Edouart's profile of Daniel Webster captures an aspect of that great man's character one had suspected - having heard a few million well-chosen words from modern senators - but had never seen in the many oil portraits of Webster. The Gallery has put out a book of the silhouettes, "Auguste Edouart's Silhouettes of Eminent Americans," with biographies by Andrew Oliver. In it, Oliver calls Webster "the godlike Daniel, who Sydney Smith said was 'a Cathedral in himself,' and who Van Wyck Brooks characterized as having 'an eye as black as death and a look like a lion's.'"
In Edouart's silhouette, Webster's hair stick out in a manner more disheveled than Olympian. His nose is a little porky. He looks the very image of a windbag, indeed, and one wonders if it is not difficult to wrestle with the devil, even semantically, without tripping over the pom-pons on your shoes?
John Calhoun combed his hair straight up, like a cock's comb.
William Henry Seward, who was to buy Alaska and become Lincoln's Secretary of State, looks like a posy-sniffing Oscar Wilde esthete.
John Tyler, the 10th President, has a proboscis so imperial it is clear he spent his life standing up to its awesome demands: Thomas Sully, the Philadelphia society painter, clearly knew his audience.

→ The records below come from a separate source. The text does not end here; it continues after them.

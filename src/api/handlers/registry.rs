use crate::api::{error::ErrorBody, types::RegistryResponse};
use crate::session::SessionService;
use axum::extract::{Extension, Json};
use std::sync::Arc;
use tracing::instrument;

/// Live refresh sessions in this process. Admin only.
#[utoipa::path(
    get,
    path = "/v1/auth/registry",
    responses(
        (status = 200, description = "Registry size after pruning", body = RegistryResponse),
        (status = 401, description = "Missing, invalid or expired access token", body = ErrorBody),
        (status = 403, description = "Caller is not an admin", body = ErrorBody)
    ),
    security(("bearer" = [])),
    tag = "auth"
)]
#[instrument(skip_all)]
pub async fn registry(Extension(sessions): Extension<Arc<SessionService>>) -> Json<RegistryResponse> {
    Json(RegistryResponse {
        live_refresh_tokens: sessions.live_refresh_tokens(),
    })
}
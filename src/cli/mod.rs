pub mod actions;
pub mod commands;
pub mod dispatch;
pub mod telemetry;

mod start;
pub use self::start::start;
use crate::api::{
    error::{ApiError, ErrorBody},
    types::{RefreshRequest, TokenResponse, required},
};
use crate::session::SessionService;
use axum::{
    extract::{Extension, Json, rejection::JsonRejection},
    http::header::CACHE_CONTROL,
    response::IntoResponse,
};
use std::sync::Arc;
use tracing::instrument;

#[utoipa::path(
    post,
    path = "/v1/auth/refresh",
    request_body = RefreshRequest,
    responses(
        (status = 200, description = "Rotated token pair, same session", body = TokenResponse),
        (status = 400, description = "Missing refresh token", body = ErrorBody),
        (status = 401, description = "Invalid, expired or already used refresh token", body = ErrorBody)
    ),
    tag = "auth"
)]
#[instrument(skip_all)]
pub async fn refresh(
    Extension(sessions): Extension<Arc<SessionService>>,
    payload: Result<Json<RefreshRequest>, JsonRejection>,
) -> Result<impl IntoResponse, ApiError> {
    let Json(request) = payload.map_err(|_| ApiError::validation("Invalid JSON body"))?;
    let refresh_token = required(request.refresh_token, "refreshToken")?;

    let grant = sessions.refresh(&refresh_token)?;
    Ok(([(CACHE_CONTROL, "no-store")], Json(TokenResponse::from(grant))))
}
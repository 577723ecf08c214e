//! Refresh sessions: the registry and the rotation protocol built on it.

pub mod service;
pub mod store;

pub use service::{AuthContext, SessionGrant, SessionService};
pub use store::{MemoryRefreshStore, Redemption, RefreshEntry, RefreshStore};
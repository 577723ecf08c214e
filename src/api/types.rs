use super::error::ApiError;
use crate::session::{AuthContext, SessionGrant};
use crate::token::Role;
use serde::{Deserialize, Serialize};
use utoipa::ToSchema;

#[derive(ToSchema, Serialize, Deserialize, Debug, Default)]
#[serde(rename_all = "camelCase")]
pub struct LoginRequest {
    #[serde(default)]
    pub username: Option<String>,
    #[serde(default)]
    pub password: Option<String>,
}

/// Body of `/v1/auth/refresh` and `/v1/auth/logout`.
#[derive(ToSchema, Serialize, Deserialize, Debug, Default)]
#[serde(rename_all = "camelCase")]
pub struct RefreshRequest {
    #[serde(default)]
    pub refresh_token: Option<String>,
}

#[derive(ToSchema, Serialize, Deserialize, Debug, Clone, PartialEq, Eq)]
pub struct UserSummary {
    pub id: String,
    /// Present on login only; the refresh registry does not know usernames.
    #[serde(default, skip_serializing_if = "Option::is_none")]
    pub username: Option<String>,
    pub role: Role,
}

#[derive(ToSchema, Serialize, Deserialize, Debug, Clone, PartialEq, Eq)]
#[serde(rename_all = "camelCase")]
pub struct TokenResponse {
    pub access_token: String,
    pub access_token_expires_at: i64,
    pub refresh_token: String,
    pub refresh_token_expires_at: i64,
    pub session_id: String,
    pub user: UserSummary,
}

impl From<SessionGrant> for TokenResponse {
    fn from(grant: SessionGrant) -> Self {
        Self {
            access_token: grant.access_token,
            access_token_expires_at: grant.access_token_expires_at,
            refresh_token: grant.refresh_token,
            refresh_token_expires_at: grant.refresh_token_expires_at,
            session_id: grant.session_id,
            user: UserSummary {
                id: grant.user_id,
                username: None,
                role: grant.role,
            },
        }
    }
}

impl TokenResponse {
    #[must_use]
    pub fn with_username(mut self, username: String) -> Self {
        self.user.username = Some(username);
        self
    }
}

#[derive(ToSchema, Serialize, Deserialize, Debug, Clone, PartialEq, Eq)]
#[serde(rename_all = "camelCase")]
pub struct SessionResponse {
    pub user_id: String,
    pub role: Role,
    pub session_id: String,
}

impl From<AuthContext> for SessionResponse {
    fn from(context: AuthContext) -> Self {
        Self {
            user_id: context.user_id,
            role: context.role,
            session_id: context.session_id,
        }
    }
}

#[derive(ToSchema, Serialize, Deserialize, Debug, Clone, PartialEq, Eq)]
#[serde(rename_all = "camelCase")]
pub struct RegistryResponse {
    pub live_refresh_tokens: usize,
}

/// Trimmed, non-empty string field or a validation error naming it.
pub(crate) fn required(value: Option<String>, field: &str) -> Result<String, ApiError> {
    value
        .map(|v| v.trim().to_string())
        .filter(|v| !v.is_empty())
        .ok_or_else(|| ApiError::validation(format!("Field '{field}' is required")))
}

#[cfg(test)]
mod tests {
    use super::*;

    #[test]
    fn required_trims_and_rejects_blank() {
        assert_eq!(required(Some("  bob ".to_string()), "username").ok(), Some("bob".to_string()));
        let err = required(Some("   ".to_string()), "username").err();
        assert_eq!(
            err.map(|e| e.message),
            Some("Field 'username' is required".to_string())
        );
        assert!(required(None, "password").is_err());
    }

    #[test]
    fn refresh_request_reads_camel_case() -> anyhow::Result<()> {
        let request: RefreshRequest = serde_json::from_str(r#"{"refreshToken":"abc"}"#)?;
        assert_eq!(request.refresh_token.as_deref(), Some("abc"));
        let empty: RefreshRequest = serde_json::from_str("{}")?;
        assert!(empty.refresh_token.is_none());
        Ok(())
    }
}
//! HTTP edge for the token subsystem.
//!
//! [`router`] returns an axum `Router` a host service can mount or serve on its
//! own. It carries its state in `Extension` layers: the shared
//! [`SessionService`] and the host's [`IdentityProvider`].

use crate::session::SessionService;
use crate::token::Role;
use axum::{
    Extension, Router,
    body::Body,
    extract::MatchedPath,
    http::{HeaderName, HeaderValue, Request},
    middleware::{from_fn, from_fn_with_state},
    routing::{get, post},
};
use std::sync::Arc;
use tower::ServiceBuilder;
use tower_http::{
    request_id::PropagateRequestIdLayer, set_header::SetRequestHeaderLayer, trace::TraceLayer,
};
use tracing::{Span, info_span};
use ulid::Ulid;

pub mod error;
pub mod handlers;
pub mod identity;
pub mod middleware;
pub mod types;
mod openapi;

pub use error::ApiError;
pub use identity::{Identity, IdentityProvider};
pub use openapi::openapi;

const ADMIN_ONLY: &[Role] = &[Role::Admin];

#[must_use]
pub fn router(sessions: Arc<SessionService>, identities: Arc<dyn IdentityProvider>) -> Router {
    let public = Router::new()
        .route("/health", get(handlers::health::health))
        .route("/v1/auth/login", post(handlers::login::login))
        .route("/v1/auth/refresh", post(handlers::refresh::refresh))
        .route("/v1/auth/logout", post(handlers::logout::logout));

    let authenticated = Router::new()
        .route("/v1/auth/session", get(handlers::session::session))
        .route_layer(from_fn(middleware::require_auth));

    // route layers run outermost-last: authenticate first, then check the role
    let admin = Router::new()
        .route("/v1/auth/registry", get(handlers::registry::registry))
        .route_layer(from_fn_with_state(ADMIN_ONLY, middleware::require_roles))
        .route_layer(from_fn(middleware::require_auth));

    public.merge(authenticated).merge(admin).layer(
        ServiceBuilder::new()
            .layer(SetRequestHeaderLayer::if_not_present(
                HeaderName::from_static("x-request-id"),
                |_req: &_| HeaderValue::from_str(Ulid::new().to_string().as_str()).ok(),
            ))
            .layer(PropagateRequestIdLayer::new(HeaderName::from_static(
                "x-request-id",
            )))
            .layer(TraceLayer::new_for_http().make_span_with(make_span))
            .layer(Extension(sessions))
            .layer(Extension(identities)),
    )
}

fn make_span(request: &Request<Body>) -> Span {
    let request_id = request
        .headers()
        .get("x-request-id")
        .and_then(|val| val.to_str().ok())
        .unwrap_or("none");
    let matched_path = request
        .extensions()
        .get::<MatchedPath>()
        .map_or_else(|| request.uri().path(), MatchedPath::as_str);

    info_span!(
        "http.request",
        http.method = %request.method(),
        http.route = matched_path,
        request_id
    )
}
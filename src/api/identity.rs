//! Credential check supplied by the host service.
//!
//! Password storage and hashing are the host's business; the router only needs
//! to turn a username and password into a user id and role.

use crate::token::Role;
use std::future::Future;
use std::pin::Pin;

#[derive(Debug, Clone, PartialEq, Eq)]
pub struct Identity {
    pub id: String,
    pub username: String,
    pub role: Role,
}

pub trait IdentityProvider: Send + Sync {
    /// `Ok(None)` when the credentials do not match a user.
    fn authenticate<'a>(
        &'a self,
        username: &'a str,
        password: &'a str,
    ) -> Pin<Box<dyn Future<Output = anyhow::Result<Option<Identity>>> + Send + 'a>>;
}
//! `-v` / `CBSP_LOG_LEVEL`: how much `cbsp-auth` writes to stderr.

use clap::{Arg, ArgAction, Command, builder::ValueParser};
use tracing::Level;

pub const ARG_VERBOSITY: &str = "verbosity";

/// Level names in verbosity order; the index is the `-v` count.
const LEVELS: [(&str, Level); 5] = [
    ("error", Level::ERROR),
    ("warn", Level::WARN),
    ("info", Level::INFO),
    ("debug", Level::DEBUG),
    ("trace", Level::TRACE),
];

/// Accepts a level name or a count, so `CBSP_LOG_LEVEL=info` and
/// `CBSP_LOG_LEVEL=2` both mean `-vv`. Clap also feeds `-v` counts through here.
#[must_use]
pub fn validator_log_level() -> ValueParser {
    ValueParser::from(|level: &str| -> Result<u8, String> {
        let level = level.trim().to_ascii_lowercase();
        if let Ok(count) = level.parse::<u8>() {
            return Ok(count);
        }
        LEVELS
            .iter()
            .zip(0u8..)
            .find(|((name, _), _)| *name == level)
            .map(|(_, count)| count)
            .ok_or_else(|| format!("invalid log level '{level}', expected one of error, warn, info, debug, trace"))
    })
}

/// Level for a `-v` count. No flag logs errors only; counts past the last level
/// stay at TRACE.
#[must_use]
pub fn level_for(verbosity: u8) -> Level {
    LEVELS
        .get(usize::from(verbosity))
        .map_or(Level::TRACE, |(_, level)| *level)
}

#[must_use]
pub fn with_args(command: Command) -> Command {
    command.arg(
        Arg::new(ARG_VERBOSITY)
            .short('v')
            .long("verbose")
            .help("Repeat for more log output on stderr: -v warn, -vv info, -vvv debug, -vvvv trace (default: error)")
            .env("CBSP_LOG_LEVEL")
            .global(true)
            .action(ArgAction::Count)
            .value_parser(validator_log_level()),
    )
}

#[cfg(test)]
mod tests {
    use super::*;

    #[test]
    fn counts_map_to_levels() {
        assert_eq!(level_for(0), Level::ERROR);
        assert_eq!(level_for(1), Level::WARN);
        assert_eq!(level_for(2), Level::INFO);
        assert_eq!(level_for(3), Level::DEBUG);
        assert_eq!(level_for(4), Level::TRACE);
        assert_eq!(level_for(9), Level::TRACE);
    }

    #[test]
    fn env_values_match_counts() {
        let command = with_args(Command::new("cbsp-auth"));
        for (value, expected) in [("info", 2u8), ("WARN", 1), ("3", 3), ("error", 0)] {
            temp_env::with_vars([("CBSP_LOG_LEVEL", Some(value))], || {
                let matches = command.clone().try_get_matches_from(["cbsp-auth"]);
                let count = matches
                    .ok()
                    .and_then(|m| m.get_one::<u8>(ARG_VERBOSITY).copied());
                assert_eq!(count, Some(expected), "{value}");
            });
        }
    }

    #[test]
    fn repeated_flag_counts_past_trace() {
        temp_env::with_vars([("CBSP_LOG_LEVEL", None::<&str>)], || {
            let matches = with_args(Command::new("cbsp-auth"))
                .try_get_matches_from(["cbsp-auth", "-vvvvv"]);
            let count = matches
                .ok()
                .and_then(|m| m.get_one::<u8>(ARG_VERBOSITY).copied());
            assert_eq!(count, Some(5));
            assert_eq!(level_for(5), Level::TRACE);
        });
    }

    #[test]
    fn rejects_unknown_level() {
        temp_env::with_vars([("CBSP_LOG_LEVEL", Some("loud"))], || {
            let matches = with_args(Command::new("cbsp-auth")).try_get_matches_from(["cbsp-auth"]);
            assert!(matches.is_err());
        });
    }
}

He stands at his easel, dressed not in a torn sweater and blue jeans, but in a swallow-tailed coat and an enormous, fluffy bow tie of the kind called "pussycat."
John Quincy Adams is the most extraordinary and plenipotentiary character in Edouart's album. He was a one-man government. He served as the sixth President, a Supreme Court justice, Secretary of State, senator, ambassador to the Netherlands, Portugal, Prussia, Russia, and England. In 1841, when Edouart took his profile, Adams had started over again - as the 74-year-old congressman from Massachusetts. In a group of portraits where there is a lot of ingenuous bluster, many large stomachs, cocked hats, fingers raised in declamation, Adams stands soberly. His hands are folded. He wears a conservative coat. He is not bowed by life, but contemplative.
If Edouart provides the viewer with vivid new images of the famous (they linger in the mind's eye longer than more detailed paintings, do, because they are easy-to-read and one-dimensional), his obscure faces are more exciting. The best thing about this exhibit, and its book, is that they stop you, in the midst of careening off to bake fruitcakes or to tack weather stripping on the back door, to ponder lovely lives long gone, Chin Sung's, say, or Laura Bridgman's, of John Ross'.
How did John Ross, a bantam Scotsman whose silhouette shows him holding a very tall top hat, get to be chief Kooweskowe of the Cherokee nation? At one point in an Indian war, Olvier writes, the wee brave had a bodyguard of 200 armed Cherokees.
How did Laura Bridgman, who was blind and deaf from the age of 2, learn, in 1840, to write her name? It's there, her signature on the portrait, proof that she lived and struggled and wrote her name - and stood for a portrait by Auguste Edouart - along with the proudest and the loudest of her day.
And what are we to make of the enigmatic Chin Sung? All we know is that he had a knee-length pigtail and Chinese robes and a beanie, and that Edouart took his profile in Washington, D.C., in 1841. What was he doing here? Was he homesick? Did Edouart, his eye dulled on eminence, refresh it with poetry and obscure exotics? All we know is what Chin Sung wrote on his profile, in Chinese.
Arriving Canton Province
Mr. Chin Sung
with his friends
and looking at the moon
recites a poem.
That Edouart found poetry in Washington is enough. But he also used his little embroidery scissors to snapshot his world, its mischief, its dignity, its charming or extraordinary lives. It's good to know the familiar shape our world was in 120 years ago.